I went to school there in the 90's. It was creepy then. The school was ghetto. Everybody was sleeping with each other, drinking, and smoking weed. There was nothing else to do. The area was vacant.
I grew up on Lowell Ave in the early 80's right across the street from the hospital grounds. My friends and I couldn't have had a better or more ominous playground. There wasn't much of that place that we didn't explore. More often than not illegally lol. My Nana was a pharmacist there and let me just say I could tell you some stories. I also helped her gather and sort all kinds photos from the early days of the hospital. Everything from step by step photos of lobotomies (intense) to pics of a patients contents of his stomach. He liked to swallow keys, springs, glass, pens, coins. Pretty wild. She was instrumental in gathering photos and documents for the museum about C.I.P.H. I remember sitting in the old shock treatment chair they used on the patients. I used to hang out and smoke cigarettes at the old playground for the children that were sent there. Friggin' creepy. Yet I learned valuable lessons in compassion, kindness, and humility as a 7 year old by helping the patients with their bingo cards.
I wouldn't change it for the world. I love you Nana!! May the souls that spent time there rest in peace.
Yes the graves have numbers instead of names, as being a state hospital patient was highly stigmatized back in the day. Records might be accessed via NYS Office of Mental Health: https://www.omh.ny.gov...airs/medicalrecords/
My dad was adopted and I believe his birth mother was here and likely died here. Does anyone know where the patients that died there were buried? I think I read something about numbered graves. Does anyone know where the records are kept?

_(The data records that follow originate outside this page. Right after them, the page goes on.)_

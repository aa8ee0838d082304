//! phenokg Ontology Layer
//!
//! Implements the [`ClassLookup`] trait over the class list of a
//! `core_base.json` ontology metadata file.
//!
//! # File format
//!
//! ```json
//! {
//!   "classes": [
//!     { "id": "disease:Ileum", "label": "Ileum", "subClassOf": ["disease:AnatomicalSite"] }
//!   ],
//!   "semantic_domains": []
//! }
//! ```
//!
//! The index is built once, then shared read-only for the lifetime of a run.
//!
//! # Examples
//!
//! ```
//! use phenokg_domain::ClassLookup;
//! use phenokg_ontology::OntologyIndex;
//!
//! let index = OntologyIndex::from_json_str(
//!     r#"{"classes":[{"id":"disease:Ileum","subClassOf":["disease:AnatomicalSite"]}]}"#,
//! ).unwrap();
//! assert!(index.is_valid_class("disease:Ileum"));
//! assert!(index.is_subclass_of("disease:Ileum", "disease:AnatomicalSite"));
//! ```

#![warn(missing_docs)]

use phenokg_domain::ClassLookup;
use serde::Deserialize;
use std::collections::{HashMap, HashSet};
use std::path::Path;
use thiserror::Error;
use tracing::{debug, error, warn};

/// Errors that can occur while loading an ontology index
#[derive(Error, Debug)]
pub enum OntologyError {
    /// The file could not be read
    #[error("Failed to read ontology file: {0}")]
    Io(#[from] std::io::Error),

    /// The file is not valid ontology metadata
    #[error("Invalid ontology JSON: {0}")]
    Json(#[from] serde_json::Error),
}

/// One class entry of the ontology
#[derive(Debug, Clone, PartialEq, Eq, Deserialize)]
pub struct OntologyClass {
    /// Prefixed class id, e.g. `disease:Ileum`
    pub id: String,

    /// Optional human-readable label
    #[serde(default)]
    pub label: Option<String>,

    /// Direct parent class ids
    #[serde(default, rename = "subClassOf")]
    pub sub_class_of: Vec<String>,
}

#[derive(Debug, Default, Deserialize)]
struct OntologyDocument {
    #[serde(default)]
    classes: Vec<OntologyClass>,
}

/// In-memory class index
#[derive(Debug, Clone, Default)]
pub struct OntologyIndex {
    classes: HashMap<String, OntologyClass>,
}

impl OntologyIndex {
    /// An index with no classes; every class check fails
    pub fn empty() -> Self {
        Self::default()
    }

    /// Build an index from a list of classes
    ///
    /// When an id appears more than once the first entry wins.
    pub fn from_classes(classes: impl IntoIterator<Item = OntologyClass>) -> Self {
        let mut index = HashMap::new();
        for class in classes {
            if index.contains_key(&class.id) {
                warn!(class_id = %class.id, "Duplicate ontology class ignored");
                continue;
            }
            index.insert(class.id.clone(), class);
        }
        Self { classes: index }
    }

    /// Parse `core_base.json` content
    pub fn from_json_str(json: &str) -> Result<Self, OntologyError> {
        let document: OntologyDocument = serde_json::from_str(json)?;
        Ok(Self::from_classes(document.classes))
    }

    /// Load `core_base.json` from disk
    pub fn from_file<P: AsRef<Path>>(path: P) -> Result<Self, OntologyError> {
        let content = std::fs::read_to_string(path.as_ref())?;
        let index = Self::from_json_str(&content)?;
        debug!(path = %path.as_ref().display(), classes = index.len(), "Loaded ontology index");
        Ok(index)
    }

    /// Load `core_base.json`, falling back to an empty index
    ///
    /// A missing or malformed file is logged at error level; class checks
    /// against the empty index all fail, so gated clinical matches are
    /// skipped rather than the run aborting.
    pub fn load_or_empty<P: AsRef<Path>>(path: P) -> Self {
        match Self::from_file(path.as_ref()) {
            Ok(index) => index,
            Err(e) => {
                error!(
                    path = %path.as_ref().display(),
                    error = %e,
                    "Ontology index unavailable, class checks will fail"
                );
                Self::empty()
            }
        }
    }

    /// Look up a class by id
    pub fn get(&self, class_id: &str) -> Option<&OntologyClass> {
        self.classes.get(class_id)
    }

    /// Number of classes
    pub fn len(&self) -> usize {
        self.classes.len()
    }

    /// Whether the index has no classes
    pub fn is_empty(&self) -> bool {
        self.classes.is_empty()
    }
}

impl ClassLookup for OntologyIndex {
    fn is_valid_class(&self, class_id: &str) -> bool {
        self.classes.contains_key(class_id)
    }

    fn is_subclass_of(&self, class_id: &str, parent_id: &str) -> bool {
        if class_id == parent_id {
            return true;
        }

        // Depth-first over parents; the visited set guards against cycles
        let mut visited = HashSet::new();
        let mut stack = vec![class_id];
        while let Some(current) = stack.pop() {
            if !visited.insert(current) {
                continue;
            }
            let Some(class) = self.classes.get(current) else {
                continue;
            };
            for parent in &class.sub_class_of {
                if parent == parent_id {
                    return true;
                }
                stack.push(parent.as_str());
            }
        }
        false
    }
}

#[cfg(test)]
mod tests {
    use super::*;

    fn class(id: &str, parents: &[&str]) -> OntologyClass {
        OntologyClass {
            id: id.to_string(),
            label: None,
            sub_class_of: parents.iter().map(|p| p.to_string()).collect(),
        }
    }

    fn sample() -> OntologyIndex {
        OntologyIndex::from_classes(vec![
            class("disease:AnatomicalSite", &[]),
            class("disease:Intestine", &["disease:AnatomicalSite"]),
            class("disease:Ileum", &["disease:Intestine"]),
            class("disease:Granulomatous", &["disease:InflammationCharacteristic"]),
        ])
    }

    #[test]
    fn test_is_valid_class() {
        let index = sample();
        assert!(index.is_valid_class("disease:Ileum"));
        assert!(!index.is_valid_class("disease:Colon"));
        assert!(!index.is_valid_class("Ileum"));
    }

    #[test]
    fn test_subclass_is_transitive() {
        let index = sample();
        assert!(index.is_subclass_of("disease:Ileum", "disease:Intestine"));
        assert!(index.is_subclass_of("disease:Ileum", "disease:AnatomicalSite"));
        assert!(!index.is_subclass_of("disease:AnatomicalSite", "disease:Ileum"));
    }

    #[test]
    fn test_subclass_is_reflexive() {
        let index = sample();
        assert!(index.is_subclass_of("disease:Ileum", "disease:Ileum"));
    }

    #[test]
    fn test_parent_outside_index() {
        let index = sample();
        assert!(index.is_subclass_of("disease:Granulomatous", "disease:InflammationCharacteristic"));
        assert!(!index.is_subclass_of("disease:Granulomatous", "disease:Phenotype"));
    }

    #[test]
    fn test_cycle_terminates() {
        let index = OntologyIndex::from_classes(vec![
            class("disease:A", &["disease:B"]),
            class("disease:B", &["disease:A"]),
        ]);
        assert!(index.is_subclass_of("disease:A", "disease:B"));
        assert!(!index.is_subclass_of("disease:A", "disease:C"));
    }

    #[test]
    fn test_duplicate_keeps_first() {
        let index = OntologyIndex::from_classes(vec![
            class("disease:A", &["disease:B"]),
            class("disease:A", &["disease:C"]),
        ]);
        assert_eq!(index.len(), 1);
        assert!(index.is_subclass_of("disease:A", "disease:B"));
        assert!(!index.is_subclass_of("disease:A", "disease:C"));
    }

    #[test]
    fn test_from_json_str_defaults() {
        let index = OntologyIndex::from_json_str(
            r#"{"classes":[{"id":"disease:X","label":"X"}],"semantic_domains":["clinical"]}"#,
        )
        .unwrap();
        let class = index.get("disease:X").unwrap();
        assert_eq!(class.label.as_deref(), Some("X"));
        assert!(class.sub_class_of.is_empty());
    }

    #[test]
    fn test_from_json_str_without_classes() {
        let index = OntologyIndex::from_json_str("{}").unwrap();
        assert!(index.is_empty());
    }

    #[test]
    fn test_invalid_json() {
        let result = OntologyIndex::from_json_str("{not json");
        assert!(matches!(result, Err(OntologyError::Json(_))));
    }
}
//! phenokg Domain Layer
//!
//! This crate contains the core vocabulary of the cohort-to-RDF conversion:
//! terms, triples, namespaces, provenance nodes and the sanitizing rules
//! every minted URI and literal must pass through. It has a single external
//! dependency (Unicode normalization) and no I/O.
//!
//! ## Key Concepts
//!
//! - **Triple**: a `(subject, predicate, object)` statement rendered as one Turtle line
//! - **Term**: a prefixed name, an absolute IRI, or a typed literal
//! - **Sanitizer**: turns free text into legal Turtle local names and literals
//! - **Vocabulary**: the closed mapping from vocabulary ids to URI prefixes
//! - **Provenance**: `prov:Activity` and `prov:Agent` nodes describing how
//!   each part of the graph was derived
//!
//! ## Architecture
//!
//! - Pure functions and value types only
//! - Trait definitions for collaborators (ontology class lookup)
//! - Extraction, validation and I/O live in other crates

#![warn(missing_docs)]
#![warn(clippy::all)]

pub mod model;
pub mod namespace;
pub mod provenance;
pub mod sanitize;
pub mod terms;
pub mod traits;
pub mod triple;
pub mod vocabulary;

// Re-exports for convenience
pub use model::{CohortId, InclusionFlags, TemporalConstraint};
pub use namespace::{prefix_block, Namespace, DEFAULT_BASE, PREFIX_BLOCK_VERSION};
pub use provenance::{Agent, ProvenanceActivity};
pub use sanitize::{escape_literal, mint_local_name, sanitize_local_name};
pub use traits::ClassLookup;
pub use triple::{Literal, Term, Triple, XsdType};
pub use vocabulary::Vocabulary;
//! Rule-driven characteristics of a disease from its clinical description
//!
//! Class-valued matches are gated on the ontology index: a value whose
//! `disease:` class is unknown is skipped with a warning.

use crate::config::ExtractionRule;
use crate::types::{Section, SoftWarning};
use phenokg_domain::{mint_local_name, ClassLookup, Term, Triple, XsdType};
use regex::Regex;

const VALUE_GROUP: &str = "value";
const CLASS_PREFIX: &str = "disease:";

/// Object of a clinical finding
#[derive(Debug, Clone, PartialEq, Eq)]
pub enum ClinicalValue {
    /// Local name of a `disease:` class
    Class(String),
    /// Free-text value
    Text(String),
}

/// One `disease <predicate> <value>` statement
#[derive(Debug, Clone, PartialEq, Eq)]
pub struct ClinicalFinding {
    /// Prefixed predicate
    pub predicate: String,

    /// Object
    pub value: ClinicalValue,
}

impl ClinicalFinding {
    /// Render with the given disease as subject
    pub fn triple(&self, disease: &Term) -> Triple {
        let object = match &self.value {
            ClinicalValue::Class(token) => Term::minted(CLASS_PREFIX, token),
            ClinicalValue::Text(text) => Term::typed(text.clone(), XsdType::String),
        };
        Triple::new(disease.clone(), Term::name(self.predicate.clone()), object)
    }
}

struct CompiledRule {
    predicate: String,
    patterns: Vec<Regex>,
    class_check: bool,
}

/// Compiled clinical-description rules
pub struct ClinicalRules {
    rules: Vec<CompiledRule>,
}

impl ClinicalRules {
    /// Compile rules; fails on the first invalid pattern
    pub fn compile(rules: &[ExtractionRule]) -> Result<Self, String> {
        let rules = rules
            .iter()
            .map(|rule| {
                Ok(CompiledRule {
                    predicate: rule.predicate.clone(),
                    patterns: rule.compile()?,
                    class_check: rule.class_check,
                })
            })
            .collect::<Result<Vec<_>, String>>()?;
        Ok(Self { rules })
    }

    /// Number of rules
    pub fn len(&self) -> usize {
        self.rules.len()
    }

    /// Whether there are no rules
    pub fn is_empty(&self) -> bool {
        self.rules.is_empty()
    }

    /// Apply every rule to the description
    ///
    /// Findings follow rule order, then pattern order, then match order.
    pub fn extract<L: ClassLookup + ?Sized>(
        &self,
        description: &str,
        lookup: &L,
        warnings: &mut Vec<SoftWarning>,
    ) -> Vec<ClinicalFinding> {
        let mut findings = Vec::new();

        for rule in &self.rules {
            for pattern in &rule.patterns {
                let named = pattern.capture_names().any(|n| n == Some(VALUE_GROUP));

                for caps in pattern.captures_iter(description) {
                    if named {
                        let Some(value) = caps.name(VALUE_GROUP) else {
                            continue;
                        };
                        // Class ids are written without spaces, and checked as rendered
                        let raw: String = value.as_str().split_whitespace().collect();
                        if raw.is_empty() {
                            continue;
                        }
                        let token = mint_local_name(&raw);

                        let class_id = format!("{}{}", CLASS_PREFIX, token);
                        if rule.class_check && !lookup.is_valid_class(&class_id) {
                            warnings.push(SoftWarning::new(
                                Section::ClinicalDescription,
                                format!("Invalid class for {}: {}", rule.predicate, class_id),
                            ));
                            continue;
                        }

                        findings.push(ClinicalFinding {
                            predicate: rule.predicate.clone(),
                            value: ClinicalValue::Class(token),
                        });
                    } else {
                        let Some(value) = caps.get(1).or_else(|| caps.get(0)) else {
                            continue;
                        };
                        let text = value.as_str().trim();
                        if text.is_empty() {
                            continue;
                        }
                        findings.push(ClinicalFinding {
                            predicate: rule.predicate.clone(),
                            value: ClinicalValue::Text(text.to_string()),
                        });
                    }
                }
            }
        }

        findings
    }
}

#[cfg(test)]
mod tests {
    use super::*;
    use crate::config::ExtractorConfig;
    use std::collections::HashSet;

    struct Classes(HashSet<&'static str>);

    impl ClassLookup for Classes {
        fn is_valid_class(&self, class_id: &str) -> bool {
            self.0.contains(class_id)
        }

        fn is_subclass_of(&self, class_id: &str, parent_id: &str) -> bool {
            class_id == parent_id
        }
    }

    fn classes(ids: &[&'static str]) -> Classes {
        Classes(ids.iter().copied().collect())
    }

    fn default_rules() -> ClinicalRules {
        ClinicalRules::compile(&ExtractorConfig::default().clinical_rules).unwrap()
    }

    const DESCRIPTION: &str = "Crohn's disease is characterized by transmural inflammation \
        located in the ileum. Onset typically between ages 15-30.";

    #[test]
    fn test_class_findings_pass_the_gate() {
        let lookup = classes(&["disease:transmural", "disease:ileum"]);
        let mut warnings = Vec::new();
        let findings = default_rules().extract(DESCRIPTION, &lookup, &mut warnings);

        assert!(findings.contains(&ClinicalFinding {
            predicate: "disease:hasInflammationCharacteristic".to_string(),
            value: ClinicalValue::Class("transmural".to_string()),
        }));
        assert!(findings.contains(&ClinicalFinding {
            predicate: "disease:affectsAnatomicalSite".to_string(),
            value: ClinicalValue::Class("ileum".to_string()),
        }));
        assert!(warnings.is_empty());
    }

    #[test]
    fn test_unknown_class_is_skipped_with_warning() {
        let lookup = classes(&[]);
        let mut warnings = Vec::new();
        let findings = default_rules().extract(DESCRIPTION, &lookup, &mut warnings);

        assert!(findings
            .iter()
            .all(|f| matches!(f.value, ClinicalValue::Text(_))));
        assert_eq!(warnings.len(), 2);
        assert!(warnings[0].message.contains("disease:transmural"));
    }

    #[test]
    fn test_literal_findings() {
        let lookup = classes(&[]);
        let mut warnings = Vec::new();
        let findings = default_rules().extract(DESCRIPTION, &lookup, &mut warnings);

        assert!(findings.contains(&ClinicalFinding {
            predicate: "disease:hasOnsetAge".to_string(),
            value: ClinicalValue::Text("15-30".to_string()),
        }));
    }

    #[test]
    fn test_rendering() {
        let disease = Term::local("Disease_Crohn_s_disease");
        let class = ClinicalFinding {
            predicate: "disease:affectsAnatomicalSite".to_string(),
            value: ClinicalValue::Class("ileum".to_string()),
        };
        let text = ClinicalFinding {
            predicate: "disease:hasOnsetAge".to_string(),
            value: ClinicalValue::Text("15-30".to_string()),
        };

        assert_eq!(
            class.triple(&disease).to_string(),
            ":Disease_Crohn_s_disease disease:affectsAnatomicalSite disease:ileum ."
        );
        assert_eq!(
            text.triple(&disease).to_string(),
            ":Disease_Crohn_s_disease disease:hasOnsetAge \"15-30\"^^xsd:string ."
        );
    }

    #[test]
    fn test_class_is_checked_under_its_rendered_name() {
        let rules = ClinicalRules::compile(&[ExtractionRule {
            predicate: "disease:affectsAnatomicalSite".to_string(),
            patterns: vec![r"(?i)located in the (?P<value>\w+)".to_string()],
            class_check: true,
        }])
        .unwrap();
        let description = "Inflammation located in the íleon.";

        let mut warnings = Vec::new();
        let findings = rules.extract(description, &classes(&["disease:íleon"]), &mut warnings);
        assert!(findings.is_empty());
        assert!(warnings[0].message.contains("disease:_leon"));

        let mut warnings = Vec::new();
        let findings = rules.extract(description, &classes(&["disease:_leon"]), &mut warnings);
        assert!(warnings.is_empty());
        let disease = Term::local("Disease_Crohn_s_disease");
        assert_eq!(
            findings[0].triple(&disease).to_string(),
            ":Disease_Crohn_s_disease disease:affectsAnatomicalSite disease:_leon ."
        );
    }

    #[test]
    fn test_no_rules() {
        let rules = ClinicalRules::compile(&[]).unwrap();
        assert!(rules.is_empty());
        let mut warnings = Vec::new();
        assert!(rules.extract(DESCRIPTION, &classes(&[]), &mut warnings).is_empty());
    }
}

Stools from the NYIT College. Two of the wings (Wings 1 & 2) were used as Studio Spaces for their Architecture program. Wing 3 was classroom. Center wing was their adminissions office, bursar office, and library.
No worries Mary, if you'd like a print just let me know. Central Islip State Hospital was a huge facility, especially back in the 1960s before they started tearing buildings down. Thank you for posting your memories of CI!